Research

Research interests

Applied Microeconomics, Health Economics, Labor Economics


Publications:

Reservation Wages and Labor Supply (with Iris Kesternich, Heiner Schumacher and Bettina Siflinger)

 Journal of Economic Behavior and Organization 194, 2022, 583-607 link

Survey measures of the reservation wage may reflect both the consumption-leisure trade-off and job market prospects (the arrival rate of job offers and the wage distribution). We examine what a survey measure of the reservation wage reveals about an individual’s willingness to trade leisure for consumption. To this end, we combine the reservation wage measure from a large labor market survey with the reservation wage for a one-hour job that we elicit in an online experiment. The two measures show a strong positive association. For unemployed individuals, the experimental reservation wage increases on average by around one Euro for every Euro increase in the survey measure. For employed individuals, the association between the two measures is weaker and depends on their occupation-specific risk of unemployment. We show that these results are robust to selection into the experiment, and that demographic variables have a similar influence on both reservation wage measures.

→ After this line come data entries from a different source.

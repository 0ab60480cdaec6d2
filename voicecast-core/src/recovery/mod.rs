//! Failure classification and recovery around synthesis and playback.
//!
//! Retryable synthesis failures walk a bounded ladder: fixed-delay retries,
//! then one attempt with the default voice profile, then one attempt with
//! truncated text. Connection failures trigger a reconnect to the same
//! channel. Every classified failure feeds per-guild statistics; enough
//! consecutive failures mark the guild unhealthy so callers can bail out.

use std::collections::HashMap;
use std::sync::RwLock;
use tokio::time::sleep;
use tracing::{info, warn};

use crate::error::VoiceError;
use crate::events::{EventSender, PipelineEvent};
use crate::playback::PlaybackEngine;
use crate::settings::{PipelineSettings, SynthesisConfig};
use crate::tts::{AudioData, SpeechSynthesizer, SynthesisRequest};

/// A guild is unhealthy once its consecutive failures exceed this.
pub const CONSECUTIVE_FAILURE_THRESHOLD: u32 = 5;

/// Texts longer than this get one final truncated attempt.
pub const TRUNCATION_RETRY_THRESHOLD: usize = 100;

/// Rolling per-guild failure counters. Any success resets the consecutive
/// count; the named counters only ever grow.
#[derive(Debug, Clone, Copy, Default)]
pub struct ErrorStats {
    pub voice_connection_errors: u64,
    pub tts_conversion_errors: u64,
    pub playback_errors: u64,
    pub consecutive_failures: u32,
}

impl ErrorStats {
    pub fn is_healthy(&self) -> bool {
        self.consecutive_failures <= CONSECUTIVE_FAILURE_THRESHOLD
    }
}

/// Which named counter a classified failure lands in.
#[derive(Debug, Clone, Copy, PartialEq, Eq)]
pub enum ErrorCategory {
    VoiceConnection,
    TtsConversion,
    Playback,
}

impl ErrorCategory {
    pub fn counter_name(self) -> &'static str {
        match self {
            ErrorCategory::VoiceConnection => "voice_connection",
            ErrorCategory::TtsConversion => "tts_conversion",
            ErrorCategory::Playback => "playback",
        }
    }
}

pub struct ErrorRecovery {
    stats: RwLock<HashMap<String, ErrorStats>>,
    settings: PipelineSettings,
    events: EventSender,
}

impl ErrorRecovery {
    pub fn new(settings: PipelineSettings, events: EventSender) -> Self {
        Self {
            stats: RwLock::new(HashMap::new()),
            settings,
            events,
        }
    }

    /// Synthesizes with the full recovery ladder. Fatal classifications are
    /// surfaced immediately; retryable ones are retried with a fixed delay,
    /// then retried once on the default profile, then once with truncated
    /// text when the input is long. Exhaustion surfaces the last error.
    pub async fn synthesize_with_recovery(
        &self,
        synthesizer: &dyn SpeechSynthesizer,
        guild_id: &str,
        text: &str,
        config: &SynthesisConfig,
    ) -> Result<AudioData, VoiceError> {
        let request = SynthesisRequest::from_config(text, config);

        let mut last_error = match self.attempt_with_retries(synthesizer, guild_id, request).await {
            Ok(audio) => {
                self.record_success(guild_id);
                return Ok(audio);
            }
            Err(e) if e.is_retryable() => e,
            Err(e) => {
                self.record_failure(guild_id, ErrorCategory::TtsConversion);
                return Err(e);
            }
        };

        // Fall back to the guild's default voice profile
        info!(guild_id, "retrying synthesis with the default voice profile");
        let fallback = SynthesisRequest::from_config(text, &SynthesisConfig::default());
        match synthesizer.synthesize(&fallback).await {
            Ok(audio) => {
                self.record_success(guild_id);
                return Ok(audio);
            }
            Err(e) if e.is_retryable() => last_error = e,
            Err(e) => {
                self.record_failure(guild_id, ErrorCategory::TtsConversion);
                return Err(e);
            }
        }

        // Long inputs get one more chance at a length the provider may accept
        if text.chars().count() > TRUNCATION_RETRY_THRESHOLD {
            let truncated = truncate_with_ellipsis(text, TRUNCATION_RETRY_THRESHOLD);
            info!(
                guild_id,
                chars = truncated.chars().count(),
                "retrying synthesis with truncated text"
            );
            let request = SynthesisRequest::from_config(truncated, &SynthesisConfig::default());
            match synthesizer.synthesize(&request).await {
                Ok(audio) => {
                    self.record_success(guild_id);
                    return Ok(audio);
                }
                Err(e) => last_error = e,
            }
        }

        self.record_failure(guild_id, ErrorCategory::TtsConversion);
        Err(last_error)
    }

    async fn attempt_with_retries(
        &self,
        synthesizer: &dyn SpeechSynthesizer,
        guild_id: &str,
        request: SynthesisRequest,
    ) -> Result<AudioData, VoiceError> {
        let max_retries = self.settings.max_retries;
        let mut attempt = 0u32;

        loop {
            match synthesizer.synthesize(&request).await {
                Ok(audio) => return Ok(audio),
                Err(error) if error.is_retryable() && attempt < max_retries => {
                    let delay = self.settings.retry_delay;
                    warn!(
                        guild_id,
                        attempt = attempt + 1,
                        max_retries,
                        delay_ms = delay.as_millis() as u64,
                        error = %error,
                        "synthesis failed, retrying after delay"
                    );
                    self.events.send(PipelineEvent::RetryAttempt {
                        guild_id: guild_id.to_string(),
                        attempt: attempt + 1,
                        max_retries,
                        error: error.to_string(),
                        delay_ms: delay.as_millis() as u64,
                    });
                    sleep(delay).await;
                    attempt += 1;
                }
                Err(error) => return Err(error),
            }
        }
    }

    /// Tears down the guild's attachment and rejoins the same channel.
    /// Failures are surfaced to the caller but must never crash the loop.
    pub async fn reconnect(
        &self,
        playback: &PlaybackEngine,
        guild_id: &str,
    ) -> Result<(), VoiceError> {
        let Some(channel_id) = playback.connected_channel(guild_id) else {
            return Err(VoiceError::ConnectionLost(format!(
                "guild {guild_id} has no channel to reconnect to"
            )));
        };

        info!(guild_id, channel_id = %channel_id, "reconnecting voice session");
        playback.disconnect(guild_id).await?;
        match playback.connect(guild_id, &channel_id).await {
            Ok(()) => {
                self.record_success(guild_id);
                Ok(())
            }
            Err(e) => {
                self.record_failure(guild_id, ErrorCategory::VoiceConnection);
                Err(e)
            }
        }
    }

    pub fn record_failure(&self, guild_id: &str, category: ErrorCategory) {
        let mut stats = self.stats.write().unwrap();
        let entry = stats.entry(guild_id.to_string()).or_default();
        match category {
            ErrorCategory::VoiceConnection => entry.voice_connection_errors += 1,
            ErrorCategory::TtsConversion => entry.tts_conversion_errors += 1,
            ErrorCategory::Playback => entry.playback_errors += 1,
        }
        entry.consecutive_failures += 1;

        warn!(
            guild_id,
            counter = category.counter_name(),
            consecutive = entry.consecutive_failures,
            "recorded pipeline failure"
        );

        // Announce the health transition exactly once per degradation
        if entry.consecutive_failures == CONSECUTIVE_FAILURE_THRESHOLD + 1 {
            self.events.send(PipelineEvent::GuildUnhealthy {
                guild_id: guild_id.to_string(),
                consecutive_failures: entry.consecutive_failures,
            });
        }
    }

    pub fn record_success(&self, guild_id: &str) {
        let mut stats = self.stats.write().unwrap();
        let entry = stats.entry(guild_id.to_string()).or_default();
        entry.consecutive_failures = 0;
    }

    pub fn error_stats(&self, guild_id: &str) -> ErrorStats {
        self.stats
            .read()
            .unwrap()
            .get(guild_id)
            .copied()
            .unwrap_or_default()
    }

    pub fn is_guild_healthy(&self, guild_id: &str) -> bool {
        self.error_stats(guild_id).is_healthy()
    }

    pub fn clear_stats(&self, guild_id: &str) {
        self.stats.write().unwrap().remove(guild_id);
    }
}

/// Fixed user-facing copy per error category. This is a literal lookup; the
/// exact sentences are load-bearing for front ends that match on them.
pub fn user_friendly_message(error: &VoiceError) -> &'static str {
    match error {
        VoiceError::ConnectionLost(_) | VoiceError::PlaybackTimeout(_) => {
            "I lost the voice connection. I will try to rejoin the channel."
        }
        VoiceError::PermissionDenied(_) => {
            "I don't have permission to speak in that voice channel."
        }
        VoiceError::SynthesisRetryable(_)
        | VoiceError::SynthesisFatal(_)
        | VoiceError::Codec(_) => "I couldn't convert that message to speech. Skipping it.",
        _ => "Something went wrong while reading messages. Skipping to the next one.",
    }
}

/// Truncates to at most `max_chars` characters, ellipsis included, cutting
/// on character boundaries.
pub fn truncate_with_ellipsis(text: &str, max_chars: usize) -> String {
    if text.chars().count() <= max_chars {
        return text.to_string();
    }
    let keep = max_chars.saturating_sub(3);
    let mut truncated: String = text.chars().take(keep).collect();
    truncated.push_str("...");
    truncated
}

Two Sides of the Same Pill? Fertility Control and Mental Health Effects of the Contraceptive Pill

forthcoming at Journal of Labor Economics

I investigate the link between access to the contraceptive pill, mental health, education, and labor market outcomes. While liberalizing labor market effects of access to the pill are well established, a medical literature suggests a link between hormonal contraception and depression. Exploiting variation in access to the pill, I document substantial mental health effects of the pill. These mental health effects mitigate the fertility control effect of the pill on education and labor market outcomes and are associated with limitations at work and more disability periods.


Working Paper:

Relationship Stability - Evidence from Labor and Marriage Markets (with Iris Kesternich, Bettina Siflinger, and James P. Smith)

R&R at Scandinavian Journal of Economics, CEBI Working Paper 20/22

Behavior in labor and marriage markets follows similar structures when it comes to commitment to long-term relationships. We argue that there is a joint social skill driving stability in both markets. Applying a grouped fixed-effect estimator on data from the Survey of Health, Ageing and Retirement in Europe, we identify types of individuals at risk of instability in both domains. We provide evidence on how economic preferences and personality are related to instability in both markets. We also show negative consequences of instability in terms of reduced life satisfaction and wealth late in life.


Diagnosis Related Payment for Inpatient Mental Health Care: Hospital Selection and Effects on Length of Stay (with Simon Reif and Harald Tauchmann) 

draft available upon request


Little is known about the effects of reimbursement on inpatient mental health care. We study the introduction of a diagnosis related payment scheme for inpatient mental health care in Germany. The new system – PEPP – features diagnosis related reimbursement rates for each inpatient day that decrease over length of stay. We use data on all hospital cases in Germany to first examine which hospitals voluntarily opt into the new scheme and second analyze the effect of diagnosis related payment on length of stay. We find that larger, more specialized hospitals with high average length of stay select into the scheme. We then show large reductions in length of stay associated with diagnosis related payment. We find no evidence that the reduction in length of stay affects patient mortality, post-acute care or the ambulatory sector.